Background Infliximab (IFX) is the first-line treatment for patients with Crohn's disease (CD) and is noted for its relatively high cost. The therapeutic efficacy of IFX has noticeable individual differences. Known single-gene polymorphisms (SNPs) are inadequate for predicting non-response to IFX. In this study, we aimed to identify new genetic factors associated with IFX-therapy failure and to predict non-response to IFX by developing a multivariate predictive model. Methods In this retrospective study, we collected and analysed the data of Chinese patients with CD who received IFX therapy at one hospital between June 2013 and June 2019. Primary non-response (PNR) and non-durable response (NDR) were evaluated using a simple endoscopic score for CD (SES-CD). A total of 125 SNPs within 44 genes were genotyped. A multivariate logistic-regression model was established to predict non-response to IFX. An area-under-the-receiver-operating-characteristics curve (AUROC) was applied to evaluate the predictive model performance.
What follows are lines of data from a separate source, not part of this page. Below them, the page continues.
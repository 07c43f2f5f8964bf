//! Byte spans into the source text.

/// Byte span into the parsed source.
///
/// Invariant: both ends lie on UTF-8 boundaries of the source that produced them.
#[derive(Clone, Copy, Debug, Default, PartialEq, Eq, Hash, PartialOrd, Ord)]
pub struct Span {
    pub start: usize,
    pub end: usize,
}

impl Span {
    pub fn new(start: usize, end: usize) -> Self {
        debug_assert!(start <= end, "span start must be <= end");
        Self { start, end }
    }

    /// Zero-width span at `offset`.
    pub fn empty(offset: usize) -> Self {
        Self {
            start: offset,
            end: offset,
        }
    }

    pub fn len(self) -> usize {
        self.end - self.start
    }

    pub fn is_empty(self) -> bool {
        self.start == self.end
    }

    /// Smallest span covering both `self` and `other`.
    pub fn cover(self, other: Span) -> Span {
        Span::new(self.start.min(other.start), self.end.max(other.end))
    }

    pub fn slice(self, source: &str) -> &str {
        &source[self.start..self.end]
    }
}
//! Synthetic inputs shared by benches and scale tests.

/// Well-formed block: attributes, a void element, a reference and nesting.
pub const BLOCK_TEMPLATE: &str =
    "<div class=box><span title=\"a &amp; b\">hello</span><img src=x><p>text</p></div>";

/// Block exercising every recovery path: implicit closes, layered closes,
/// unmatched end tags and an unterminated header.
pub const MALFORMED_BLOCK_TEMPLATE: &str =
    "<ul><li>a<li>b & c</ul><p>x<div><span>y</div></em><a href=\"z></a>";

pub fn make_blocks(blocks: usize) -> String {
    repeat(BLOCK_TEMPLATE, blocks)
}

pub fn make_malformed_blocks(blocks: usize) -> String {
    repeat(MALFORMED_BLOCK_TEMPLATE, blocks)
}

/// `depth` nested unclosed `<div>`s followed by text.
pub fn make_deep_nesting(depth: usize) -> String {
    let mut html = repeat("<div>", depth);
    html.push_str("leaf");
    html
}

/// Script body full of near-miss close tags.
pub fn make_raw_text_adversarial(bytes: usize) -> String {
    let mut body = String::with_capacity(bytes + 32);
    body.push_str("<script>");
    while body.len() < bytes {
        body.push_str("</scri<pt </scripts>");
    }
    body.push_str("</script>");
    body
}

fn repeat(template: &str, count: usize) -> String {
    let mut html = String::with_capacity(template.len().saturating_mul(count));
    for _ in 0..count {
        html.push_str(template);
    }
    html
}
Results Forty-two of 206 (20.4%) patients experienced PNR and 15 of 159 (9.4%) patients experienced NDR. Nine SNPs were associated with PNR (P < 0.05). A PNR predictive model was established, incorporating 2-week high-sensitivity C-reactive protein (hs-CRP), rs61886887, rs61740234, rs357291, rs2269330, and rs111504845, and the AUROC on training and testing data sets were 0.818 (P < 0.001) and 0.888 (P < 0.001), respectively. At week 14, hs-CRP levels ≥ 2.25 mg/L were significantly associated with NDR (AUROC = 0.815, P < 0.001). PNR-associated SNPs were not mutually associated with NDR, suggesting distinct mechanisms between PNR and NDR. Conclusion Genetic polymorphisms are significantly associated with response to IFX among Chinese CD patients.